Berlin, Germany
October 10, 2000
LE PARLEMENT ALLEMAND
Deutscher Bundestag Drucksache 14/4358
14. Wahlperiode 10.10.2000
Enquète mineure
des Députés Dr. Hans-Peter Uhl, Aribert Wolf, Klaus Holetschek,
Maria Eichhorn, Hartmut Koschyk, Erwin Marschewski (Recklinghausen),
Meinrad Belle, Wolfgang Zeitlmann, Günter Baumann, Dr. Joseph-Theodor
Blank, Sylvia Bonitz, Hartmut Büttner (Schönebeck), Wolfgang Dehnel,
Renate Diemers, Thomas Dörflinger, Anke Eymer (Lübeck), Ilse Falk, Ingrid
Fischbach, Norbert Geis, Martin Hohmann, Walter Link (Diepholz), Beatrix
Philipp, Hans-Peter Repnik, Dr. Klaus Rose, Dietmar Schlee, Thomas Strobl
(Heilbronn), Gerald Weiß (Groß-Gerau), Hans-Otto Wilhelm (Mainz) et la composante CDU/CSU
Psycho-groupes à fort potentiel de risque
Opérations, Effets, contre-mesures
Parmi les psycho-groupes à fort potentiel de risque, la "Church of Scientology, Inc." (Scientology
Organization, SO en abrégé au sein de ce texte) est particulièrement mentionnée:
Selon la décision du tribunal Federal du Travail du 22 mars 1995, la SO a pour but de faire des profits
financiers. L'organisation scientologue est sous surveillance de l'Office pour la Protection de la Constitution,
en tant qu'organisation extrémiste; elle recherche "la domination mondiale", d'après le
gouvernement fédéral. (BMFSFJ Booklet on SO, 6th edition, November 1998: 17)
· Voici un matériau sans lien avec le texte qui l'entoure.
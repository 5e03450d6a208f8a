//! Location and current-weather acquisition.
//!
//! Providers sit behind two traits so the service can be tested without a
//! network: [`LocationProvider`] resolves an IP (or the caller's own address)
//! to coordinates, [`WeatherProvider`] returns current conditions for
//! coordinates.

use std::time::Duration;

use async_trait::async_trait;
use serde::{Deserialize, Serialize};
use thiserror::Error;
use yonca_core::{Region, WeatherData};

mod cache;
mod region;
mod service;

#[cfg(feature = "http")]
mod ipapi;
#[cfg(feature = "http")]
mod open_meteo;

pub use cache::{CoordinateKey, WeatherCache};
pub use region::map_location_to_region;
pub use service::{LocalWeather, WeatherService};

#[cfg(feature = "http")]
pub use ipapi::IpApiProvider;
#[cfg(feature = "http")]
pub use open_meteo::OpenMeteoProvider;

/// Errors from location and weather providers.
#[derive(Error, Debug, Clone)]
pub enum WeatherError {
    #[error("HTTP request failed: {0}")]
    HttpError(String),

    #[error("API error: {status} - {message}")]
    ApiError { status: u16, message: String },

    #[error("JSON parse error: {0}")]
    ParseError(String),

    #[error("Timeout after {0:?}")]
    Timeout(Duration),
}

impl WeatherError {
    /// Whether retrying the same call can help.
    pub fn is_transient(&self) -> bool {
        match self {
            WeatherError::HttpError(_) | WeatherError::Timeout(_) => true,
            WeatherError::ApiError { status, .. } => *status == 429 || *status >= 500,
            WeatherError::ParseError(_) => false,
        }
    }
}

/// A geolocated place.
#[derive(Debug, Clone, PartialEq, Serialize, Deserialize)]
pub struct Location {
    pub latitude: f64,
    pub longitude: f64,
    pub city: String,
    pub country: String,

    /// Administrative region as reported by the geolocation service
    #[serde(default, skip_serializing_if = "Option::is_none")]
    pub region: Option<String>,
}

impl Location {
    pub fn new(latitude: f64, longitude: f64, city: impl Into<String>, country: impl Into<String>) -> Self {
        Self {
            latitude,
            longitude,
            city: city.into(),
            country: country.into(),
            region: None,
        }
    }

    pub fn with_region(mut self, region: impl Into<String>) -> Self {
        self.region = Some(region.into());
        self
    }

    /// Bakı, Azerbaijan.
    pub fn baku() -> Self {
        Self::new(40.4093, 49.8671, "Bakı", "Azerbaijan")
    }

    /// The agricultural region this place falls in.
    pub fn farm_region(&self) -> Region {
        map_location_to_region(&self.city, self.region.as_deref())
    }
}

impl Default for Location {
    fn default() -> Self {
        Self::baku()
    }
}

/// Current conditions, normalised for the rule engine.
#[derive(Debug, Clone, PartialEq, Serialize, Deserialize)]
pub struct WeatherReading {
    /// °C, rounded
    pub temperature: f64,

    /// %, rounded
    pub humidity: f64,

    /// mm
    pub rainfall_last_24h: f64,

    /// km/h, rounded
    pub wind_speed: f64,

    pub frost_warning: bool,

    /// Observation time as reported upstream (local, ISO 8601)
    #[serde(default, skip_serializing_if = "Option::is_none")]
    pub observed_at: Option<String>,
}

impl WeatherReading {
    /// Normalise raw upstream values.
    ///
    /// The frost flag is taken from the unrounded temperature.
    pub fn from_raw(temperature: f64, humidity: f64, precipitation: f64, wind_speed: f64) -> Self {
        Self {
            temperature: round_whole(temperature),
            humidity: round_whole(humidity),
            rainfall_last_24h: precipitation,
            wind_speed: round_whole(wind_speed),
            frost_warning: temperature < 0.0,
            observed_at: None,
        }
    }

    pub fn with_observed_at(mut self, observed_at: impl Into<String>) -> Self {
        self.observed_at = Some(observed_at.into());
        self
    }

    /// The engine's view of this reading.
    pub fn to_weather_data(&self) -> WeatherData {
        WeatherData {
            rainfall_last_24h: self.rainfall_last_24h,
            wind_speed: self.wind_speed,
            frost_warning: self.frost_warning,
            ..WeatherData::new(self.temperature, self.humidity)
        }
    }
}

/// Round half to even; `-0.0` comes back as `0.0`.
fn round_whole(value: f64) -> f64 {
    let rounded = value.round_ties_even();
    if rounded == 0.0 {
        0.0
    } else {
        rounded
    }
}

impl From<WeatherReading> for WeatherData {
    fn from(reading: WeatherReading) -> Self {
        reading.to_weather_data()
    }
}

/// Resolves an IP address to a location.
#[async_trait]
pub trait LocationProvider: Send + Sync {
    /// Locate `ip`, or the caller's public address when `None`.
    async fn locate(&self, ip: Option<&str>) -> Result<Location, WeatherError>;

    fn name(&self) -> &str;
}

/// Returns current conditions for coordinates.
#[async_trait]
pub trait WeatherProvider: Send + Sync {
    async fn current(&self, latitude: f64, longitude: f64) -> Result<WeatherReading, WeatherError>;

    fn name(&self) -> &str;
}

#[cfg(test)]
mod tests {
    use super::*;

    #[test]
    fn test_reading_normalisation() {
        let reading = WeatherReading::from_raw(-0.4, 81.6, 1.2, 12.5);
        assert_eq!(reading.temperature, 0.0);
        assert!(reading.temperature.is_sign_positive());
        assert_eq!(reading.humidity, 82.0);
        assert_eq!(reading.rainfall_last_24h, 1.2);
        assert_eq!(reading.wind_speed, 12.0);
        assert!(reading.frost_warning);

        let warm = WeatherReading::from_raw(24.6, 40.0, 0.0, 3.0);
        assert_eq!(warm.temperature, 25.0);
        assert!(!warm.frost_warning);
    }

    #[test]
    fn test_halves_round_to_even() {
        let reading = WeatherReading::from_raw(18.5, 62.5, 0.0, 13.5);
        assert_eq!(reading.temperature, 18.0);
        assert_eq!(reading.humidity, 62.0);
        assert_eq!(reading.wind_speed, 14.0);

        let cold = WeatherReading::from_raw(-2.5, 90.0, 0.0, 0.5);
        assert_eq!(cold.temperature, -2.0);
        assert_eq!(cold.wind_speed, 0.0);
        assert!(cold.wind_speed.is_sign_positive());
    }

    #[test]
    fn test_minus_zero_serializes_as_zero() {
        let reading = WeatherReading::from_raw(-0.3, 70.0, 0.0, 2.0);
        let json = serde_json::to_string(&reading).unwrap();
        assert!(json.contains("\"temperature\":0.0"), "{json}");
        assert!(!json.contains("-0"), "{json}");
    }

    #[test]
    fn test_reading_into_weather_data() {
        let data: WeatherData = WeatherReading::from_raw(31.2, 22.0, 0.0, 18.4).into();
        assert_eq!(data.temperature, 31.0);
        assert_eq!(data.wind_speed, 18.0);
        assert!(!data.rainfall_forecast_48h);
        assert!(data.time_of_day.is_none());
    }

    #[test]
    fn test_transient_errors() {
        assert!(WeatherError::Timeout(Duration::from_secs(10)).is_transient());
        assert!(WeatherError::ApiError { status: 503, message: String::new() }.is_transient());
        assert!(WeatherError::ApiError { status: 429, message: String::new() }.is_transient());
        assert!(!WeatherError::ApiError { status: 400, message: String::new() }.is_transient());
        assert!(!WeatherError::ParseError("bad".into()).is_transient());
    }

    #[test]
    fn test_location_region() {
        assert_eq!(Location::baku().farm_region(), Region::Aran);
        let lankaran = Location::new(38.75, 48.85, "Lənkəran", "Azerbaijan");
        assert_eq!(lankaran.farm_region(), Region::Lankaran);
    }
}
Dans le rapport final de la Commission d'Enquète allemande portant sur les "sectes
et psycho-groupes", elle est décrite comme organisation à fort potentiel de risque commettant
manifestement des crimes du fait de son organisation. La conférence des Ministres du 6 mai 1994 décrivait
l'organisation SO comme une affaire "qui, sous le couvert d'une dénomination religieuse, combine des
éléments de crime en col-blanc et de psycho-terrorisme envers ses membres à des opérations
commerciales en forme sectaire".
La SO est néanmoins traîtée par l'intermédiaire du Ministère
Fédéral de la Famille, du Troisième Age et de la Jeunesse ("Bundesministerium für
Familie, Senioren, Frauen und Jugend" (BMFSFJ) comme organisation de bénigne de méditation .
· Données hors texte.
impl FarmType {
    /// All farm types, in catalog order.
    pub const ALL: [FarmType; 5] = [
        FarmType::Wheat,
        FarmType::Livestock,
        FarmType::Orchard,
        FarmType::Vegetable,
        FarmType::Mixed,
    ];

    pub fn as_str(&self) -> &'static str {
        match self {
            FarmType::Wheat => "wheat",
            FarmType::Livestock => "livestock",
            FarmType::Orchard => "orchard",
            FarmType::Vegetable => "vegetable",
            FarmType::Mixed => "mixed",
        }
    }

    /// Parse a snake_case farm type name.
    pub fn parse(value: &str) -> Option<Self> {
        Self::ALL.into_iter().find(|f| f.as_str() == value)
    }

    pub fn name_az(&self) -> &'static str {
        match self {
            FarmType::Wheat => "Taxıl təsərrüfatı",
            FarmType::Livestock => "Heyvandarlıq",
            FarmType::Orchard => "Meyvə bağı",
            FarmType::Vegetable => "Tərəvəzçilik",
            FarmType::Mixed => "Qarışıq təsərrüfat",
        }
    }

    pub fn name_en(&self) -> &'static str {
        match self {
            FarmType::Wheat => "Wheat/Cereals Farm",
            FarmType::Livestock => "Livestock Farm",
            FarmType::Orchard => "Orchard",
            FarmType::Vegetable => "Vegetable Farm",
            FarmType::Mixed => "Mixed Farm",
        }
    }

    /// What the farm type covers, in Azerbaijani.
    pub fn description_az(&self) -> &'static str {
        match self {
            FarmType::Wheat => "Buğda, arpa və digər dənli bitkilər",
            FarmType::Livestock => "Mal-qara, qoyun, keçi, quşçuluq",
            FarmType::Orchard => "Alma, üzüm, nar, əncir və digər meyvələr",
            FarmType::Vegetable => "Pomidor, xiyar, kartof və digər tərəvəzlər",
            FarmType::Mixed => "Bitkiçilik və heyvandarlıq birlikdə",
        }
    }
}

impl std::fmt::Display for FarmType {
    fn fmt(&self, f: &mut std::fmt::Formatter<'_>) -> std::fmt::Result {
        f.write_str(self.as_str())
    }
}

/// Agricultural region of Azerbaijan.
#[derive(Debug, Clone, Copy, PartialEq, Eq, Hash, Serialize, Deserialize)]
#[serde(rename_all = "snake_case")]
pub enum Region {
    Aran,
    Lankaran,
    ShekiZagatala,
    GanjaGazakh,
    Mountainous,
}

impl Region {
    pub const ALL: [Region; 5] = [
        Region::Aran,
        Region::Lankaran,
        Region::ShekiZagatala,
        Region::GanjaGazakh,
        Region::Mountainous,
    ];

    pub fn parse(value: &str) -> Option<Self> {
        Self::ALL.into_iter().find(|r| r.as_str() == value)
    }

    pub fn as_str(&self) -> &'static str {
        match self {
            Region::Aran => "aran",
            Region::Lankaran => "lankaran",
            Region::ShekiZagatala => "sheki_zagatala",
            Region::GanjaGazakh => "ganja_gazakh",
            Region::Mountainous => "mountainous",
        }
    }
}

impl std::fmt::Display for Region {
    fn fmt(&self, f: &mut std::fmt::Formatter<'_>) -> std::fmt::Result {
        f.write_str(self.as_str())
    }
}

/// Urgency label used for bucketing recommendations.
#[derive(Debug, Clone, Copy, PartialEq, Eq, Hash, Serialize, Deserialize)]
#[serde(rename_all = "snake_case")]
pub enum UrgencyLevel {
    Critical,
    High,
    Medium,
    Low,
    Info,
}

impl UrgencyLevel {
    pub fn as_str(&self) -> &'static str {
        match self {
            UrgencyLevel::Critical => "critical",
            UrgencyLevel::High => "high",
            UrgencyLevel::Medium => "medium",
            UrgencyLevel::Low => "low",
            UrgencyLevel::Info => "info",
        }
    }

    /// Parse a label, returning `None` for anything unrecognized.
    pub fn parse(value: &str) -> Option<Self> {
        match value {
            "critical" => Some(UrgencyLevel::Critical),
            "high" => Some(UrgencyLevel::High),
            "medium" => Some(UrgencyLevel::Medium),
            "low" => Some(UrgencyLevel::Low),
            "info" => Some(UrgencyLevel::Info),
            _ => None,
        }
    }

    /// Critical and high items are mandatory in the daily schedule.
    pub fn is_pressing(&self) -> bool {
        matches!(self, UrgencyLevel::Critical | UrgencyLevel::High)
    }
}

impl Default for UrgencyLevel {
    fn default() -> Self {
        UrgencyLevel::Medium
    }
}

/// Livestock species.
#[derive(Debug, Clone, Copy, PartialEq, Eq, Hash, Serialize, Deserialize)]
#[serde(rename_all = "snake_case")]
pub enum AnimalType {
    Cattle,
    Sheep,
    Goat,
    Poultry,
}

// ============================================================================
// Request readings
// ============================================================================

fn default_true() -> bool {
    true
}
//! Flattened evaluation context.
//!
//! A request is flattened into a single-level map of dotted keys
//! (`weather.temperature`, `crop_context.stage`, ...) so that rule conditions
//! can address any reading by path. Absent readings are never stored, which
//! keeps the "missing field" policy of the evaluator uniform.

use std::collections::BTreeMap;
use std::fmt;

use chrono::{DateTime, Datelike, Local, Timelike};
use serde::Serialize;
use serde_json::Value as JsonValue;

use crate::types::RecommendationRequest;

/// Key of the derived time-of-day bucket.
pub const TIME_OF_DAY_KEY: &str = "time_of_day";

/// Key of the derived weekday name.
pub const DAY_OF_WEEK_KEY: &str = "day_of_week";

/// A scalar or string-list value stored in the context.
#[derive(Debug, Clone, PartialEq, Serialize)]
#[serde(untagged)]
pub enum ContextValue {
    Int(i64),
    Float(f64),
    Bool(bool),
    Text(String),
    List(Vec<String>),
}

impl ContextValue {
    /// Convert a JSON value; `null` and objects have no context representation.
    pub fn from_json(value: &JsonValue) -> Option<Self> {
        match value {
            JsonValue::Null | JsonValue::Object(_) => None,
            JsonValue::Bool(b) => Some(ContextValue::Bool(*b)),
            JsonValue::Number(n) => match n.as_i64() {
                Some(i) => Some(ContextValue::Int(i)),
                None => n.as_f64().map(ContextValue::Float),
            },
            JsonValue::String(s) => Some(ContextValue::Text(s.clone())),
            JsonValue::Array(items) => Some(ContextValue::List(
                items
                    .iter()
                    .map(|item| match item {
                        JsonValue::String(s) => s.clone(),
                        other => other.to_string(),
                    })
                    .collect(),
            )),
        }
    }

    /// Floating-point coercion used by the ordering operators.
    ///
    /// Numbers convert directly, booleans as 1/0, strings when they parse.
    pub fn as_f64(&self) -> Option<f64> {
        match self {
            ContextValue::Int(i) => Some(*i as f64),
            ContextValue::Float(f) => Some(*f),
            ContextValue::Bool(b) => Some(if *b { 1.0 } else { 0.0 }),
            ContextValue::Text(s) => s.trim().parse::<f64>().ok(),
            ContextValue::List(_) => None,
        }
    }

    pub fn as_str(&self) -> Option<&str> {
        match self {
            ContextValue::Text(s) => Some(s),
            _ => None,
        }
    }

    pub fn as_list(&self) -> Option<&[String]> {
        match self {
            ContextValue::List(items) => Some(items),
            _ => None,
        }
    }

    /// Truthiness: non-zero numbers, `true`, non-empty strings and lists.
    pub fn is_truthy(&self) -> bool {
        match self {
            ContextValue::Int(i) => *i != 0,
            ContextValue::Float(f) => *f != 0.0,
            ContextValue::Bool(b) => *b,
            ContextValue::Text(s) => !s.is_empty(),
            ContextValue::List(items) => !items.is_empty(),
        }
    }

    /// Raw equality against a rule value.
    ///
    /// Numbers compare by value regardless of integer/float representation.
    /// Values of different kinds are never equal.
    pub fn equals_json(&self, expected: &JsonValue) -> bool {
        match (self, expected) {
            (ContextValue::Int(a), JsonValue::Number(b)) => match b.as_i64() {
                Some(b) => *a == b,
                None => b.as_f64().is_some_and(|b| *a as f64 == b),
            },
            (ContextValue::Float(a), JsonValue::Number(b)) => b.as_f64().is_some_and(|b| *a == b),
            (ContextValue::Bool(a), JsonValue::Bool(b)) => a == b,
            (ContextValue::Text(a), JsonValue::String(b)) => a == b,
            (ContextValue::List(a), JsonValue::Array(b)) => {
                a.len() == b.len()
                    && a.iter().zip(b).all(|(x, y)| y.as_str() == Some(x.as_str()))
            }
            _ => false,
        }
    }

    /// Whether `needle` is an element of this list value.
    pub fn list_contains(&self, needle: &JsonValue) -> bool {
        match (self, needle) {
            (ContextValue::List(items), JsonValue::String(s)) => items.iter().any(|i| i == s),
            _ => false,
        }
    }
}

impl fmt::Display for ContextValue {
    fn fmt(&self, f: &mut fmt::Formatter<'_>) -> fmt::Result {
        match self {
            ContextValue::Int(i) => write!(f, "{}", i),
            // Whole floats keep a trailing ".0".
            ContextValue::Float(v) if v.is_finite() && v.fract() == 0.0 && v.abs() < 1e16 => {
                write!(f, "{:.1}", v)
            }
            ContextValue::Float(v) => write!(f, "{}", v),
            ContextValue::Bool(b) => write!(f, "{}", b),
            ContextValue::Text(s) => f.write_str(s),
            ContextValue::List(items) => f.write_str(&items.join(", ")),
        }
    }
}

impl From<i64> for ContextValue {
    fn from(value: i64) -> Self {
        ContextValue::Int(value)
    }
}

impl From<i32> for ContextValue {
    fn from(value: i32) -> Self {
        ContextValue::Int(value as i64)
    }
}

impl From<u32> for ContextValue {
    fn from(value: u32) -> Self {
        ContextValue::Int(value as i64)
    }
}

impl From<f64> for ContextValue {
    fn from(value: f64) -> Self {
        ContextValue::Float(value)
    }
}

impl From<bool> for ContextValue {
    fn from(value: bool) -> Self {
        ContextValue::Bool(value)
    }
}

impl From<&str> for ContextValue {
    fn from(value: &str) -> Self {
        ContextValue::Text(value.to_string())
    }
}

impl From<String> for ContextValue {
    fn from(value: String) -> Self {
        ContextValue::Text(value)
    }
}

impl From<Vec<String>> for ContextValue {
    fn from(value: Vec<String>) -> Self {
        ContextValue::List(value)
    }
}

impl From<Vec<&str>> for ContextValue {
    fn from(value: Vec<&str>) -> Self {
        ContextValue::List(value.into_iter().map(str::to_string).collect())
    }
}

/// Flat, read-only-after-construction evaluation context.
#[derive(Debug, Clone, Default, PartialEq, Serialize)]
#[serde(transparent)]
pub struct Context {
    values: BTreeMap<String, ContextValue>,
}

impl Context {
    pub fn new() -> Self {
        Self::default()
    }

    pub fn get(&self, key: &str) -> Option<&ContextValue> {
        self.values.get(key)
    }

    pub fn contains_key(&self, key: &str) -> bool {
        self.values.contains_key(key)
    }

    pub fn insert(&mut self, key: impl Into<String>, value: impl Into<ContextValue>) {
        self.values.insert(key.into(), value.into());
    }

    /// Builder-style insert, handy for assembling contexts by hand.
    pub fn with(mut self, key: impl Into<String>, value: impl Into<ContextValue>) -> Self {
        self.insert(key, value);
        self
    }

    pub fn len(&self) -> usize {
        self.values.len()
    }

    pub fn is_empty(&self) -> bool {
        self.values.is_empty()
    }

    pub fn iter(&self) -> impl Iterator<Item = (&str, &ContextValue)> {
        self.values.iter().map(|(k, v)| (k.as_str(), v))
    }

    /// Flatten every non-null field of `section` under `prefix.`.
    fn flatten_section<T: Serialize>(&mut self, prefix: &str, section: &T) {
        match serde_json::to_value(section) {
            Ok(JsonValue::Object(fields)) => {
                for (field, value) in fields {
                    if let Some(value) = ContextValue::from_json(&value) {
                        self.values.insert(format!("{}.{}", prefix, field), value);
                    }
                }
            }
            Ok(_) => {
                tracing::warn!(section = prefix, "Context section is not an object, skipped");
            }
            Err(e) => {
                tracing::warn!(section = prefix, error = %e, "Failed to flatten context section");
            }
        }
    }
}

impl FromIterator<(String, ContextValue)> for Context {
    fn from_iter<I: IntoIterator<Item = (String, ContextValue)>>(iter: I) -> Self {
        Self {
            values: iter.into_iter().collect(),
        }
    }
}

/// Coarse bucket of the local hour.
#[derive(Debug, Clone, Copy, PartialEq, Eq)]
pub enum TimeOfDay {
    Morning,
    Midday,
    Evening,
    Night,
}

impl TimeOfDay {
    /// `[05,12)` morning, `[12,17)` midday, `[17,21)` evening, otherwise night.
    pub fn from_hour(hour: u32) -> Self {
        match hour {
            5..=11 => TimeOfDay::Morning,
            12..=16 => TimeOfDay::Midday,
            17..=20 => TimeOfDay::Evening,
            _ => TimeOfDay::Night,
        }
    }

    pub fn as_str(&self) -> &'static str {
        match self {
            TimeOfDay::Morning => "morning",
            TimeOfDay::Midday => "midday",
            TimeOfDay::Evening => "evening",
            TimeOfDay::Night => "night",
        }
    }
}

/// Lowercase full English weekday name.
fn weekday_name(date: &impl Datelike) -> &'static str {
    match date.weekday() {
        chrono::Weekday::Mon => "monday",
        chrono::Weekday::Tue => "tuesday",
        chrono::Weekday::Wed => "wednesday",
        chrono::Weekday::Thu => "thursday",
        chrono::Weekday::Fri => "friday",
        chrono::Weekday::Sat => "saturday",
        chrono::Weekday::Sun => "sunday",
    }
}

/// Build the flat context for `request`, evaluated at instant `now`.
///
/// `time_of_day` comes from `now`; `day_of_week` comes from the request date.
pub fn build_context(request: &RecommendationRequest, now: &DateTime<Local>) -> Context {
    let mut ctx = Context::new();

    ctx.insert("farm_type", request.farm_type.as_str());
    ctx.insert("region", request.region.as_str());
    ctx.insert("date", request.request_date.format("%Y-%m-%d").to_string());

    ctx.flatten_section("weather", &request.weather);

    if let Some(soil) = &request.soil {
        ctx.flatten_section("soil", soil);
    }
    if let Some(crop) = &request.crop_context {
        ctx.flatten_section("crop_context", crop);
    }
    if let Some(livestock) = &request.livestock_context {
        ctx.flatten_section("livestock_context", livestock);
    }
    if let Some(greenhouse) = &request.greenhouse_context {
        ctx.flatten_section("greenhouse_context", greenhouse);
    }
    if let Some(resources) = &request.resource_context {
        ctx.flatten_section("resource_context", resources);
    }
    if let Some(components) = &request.farm_components {
        ctx.flatten_section("farm_components", components);
    }

    ctx.insert(TIME_OF_DAY_KEY, TimeOfDay::from_hour(now.hour()).as_str());
    ctx.insert(DAY_OF_WEEK_KEY, weekday_name(&request.request_date));

    ctx
}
Mais on trouve, dans les slogans du fondateur de la SO, l'ordre d'obtenir des positions clé par n'importe
quel moyen, ... comme patron de l'affaire, représentant du magasin ... ou secrétaire
de la direction: n'importe quelle position clé..."
Nous demandons au gouvernement fédéral
1. Pourquoi le sujet de la SO fait partie de la juridiction du BMFSFJ dans l'administration fédérale
et non de celle de l'Intérieur (BMI) ?
2. Le gouvernement fédéral partage-t'il la position de l'agence française de lutte contre
les sectes [MILS] lors de son précédent rapport au Premier Ministre de France (voir les articles
de la Süddeutschen Zeitung des 8 et 9 février 2000) selon lequel la SO:
menace les droits de l'homme et l'équilibre social
est une organisation à structure totalitaire,
néglige la dignité humaine et présente des risques pour l'ordre public
peut être considérée comme un groupe tentant peu à peu, et y réussisant parfois,
à infiltrer les institutions démocratiques ainsi que les organisations internationales ou privées
et qui pratique tout cela sans s'occuper des lois du pays où elle agit, y compris en mentant et en exerçant
une coercition envers ses propres clients.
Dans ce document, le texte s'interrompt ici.